Every line of the listing must be repeated exactly.

══ Information ══

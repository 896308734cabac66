//! Built-in datasets.
//!
//! - `reference`: the fixed 20-patient cohort substituted when an input table
//!   cannot be used
//! - `fixture`: generator for `PatientID,time,event` CSV fixtures

pub mod fixture;
pub mod reference;

pub use fixture::*;
pub use reference::*;
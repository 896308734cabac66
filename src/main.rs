use std::process::ExitCode;

fn main() -> ExitCode {
    match km_curves::app::run() {
        Ok(()) => ExitCode::SUCCESS,
        Err(err) => {
            eprintln!("{err}");
            ExitCode::from(err.exit_code())
        }
    }
}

═══

● Output below:
repository 896308734cabac66
//! Built-in datasets.
//!
//! - `reference`: the fixed 20-patient cohort substituted when an input table
//!   cannot be used
//! - `fixture`: generator for `PatientID,time,event` CSV fixtures

pub mod fixture;
pub mod reference;

pub use fixture::*;
pub use reference::*;
repository 896308734cabac66
filename src/main.rs
use std::process::ExitCode;

fn main() -> ExitCode {
    match km_curves::app::run() {
        Ok(()) => ExitCode::SUCCESS,
        Err(err) => {
            eprintln!("{err}");
            ExitCode::from(err.exit_code())
        }
    }
}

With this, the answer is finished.